Task objective:
When the word "body" appears in a line of the data below, list that line.

[Material provided Boundary: Start]

use anyhow::{anyhow, Context, Result};
use eltenloop::log_debug;
use eltenloop::runtime::{Cue, NotificationSink, Presenter, ServerLink};
use serde_json::{Map, Value};
use std::env;
use std::fs;
use std::io::{self, Write};

/// Speaks by printing lines for the screen reader; cues ring the terminal bell.
pub(crate) struct ConsolePresenter {
    sounds: bool,
}

impl ConsolePresenter {
    pub(crate) fn new(sounds: bool) -> Self {
        Self { sounds }
    }
}

impl Presenter for ConsolePresenter {
    fn speak(&mut self, text: &str) {
        let mut stdout = io::stdout();
        // Raw mode: carriage return before each line.
        let _ = write!(stdout, "\r\n{text}");
        let _ = stdout.flush();
    }

    fn play(&mut self, cue: Cue) {
        log_debug(&format!("cue {}", cue.name()));
        if self.sounds && matches!(cue, Cue::Failure | Cue::Signal | Cue::Login | Cue::Logout) {
            let mut stdout = io::stdout();
            let _ = stdout.write_all(b"\x07");
            let _ = stdout.flush();
        }
    }

    fn copy_to_clipboard(&mut self, text: &str) -> Result<()> {
        let path = env::temp_dir().join("elten_error_report.txt");
        fs::write(&path, text)
            .with_context(|| format!("failed to write {}", path.display()))?;
        self.speak(&format!("Report saved to {}", path.display()));
        Ok(())
    }
}

/// Server link used when no server session is configured.
pub(crate) struct OfflineServer;

impl ServerLink for OfflineServer {
    fn request(&mut self, name: &str, _params: &Value) -> Result<Vec<String>> {
        log_debug(&format!("server request '{name}' skipped: offline"));
        Err(anyhow!("server is not reachable in offline mode"))
    }
}

pub(crate) struct LoggedNotifications;

impl NotificationSink for LoggedNotifications {
    fn process(&mut self, body: &Map<String, Value>) {
        let kind = body.get("cat").and_then(Value::as_str).unwrap_or("notification");
        tracing::info!(category = kind, "notification");
        log_debug(&format!("notification: {kind}"));
    }
}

[Material provided Boundary: End]

Result:
    fn process(&mut self, body: &Map<String, Value>) {
        let kind = body.get("cat").and_then(Value::as_str).unwrap_or("notification");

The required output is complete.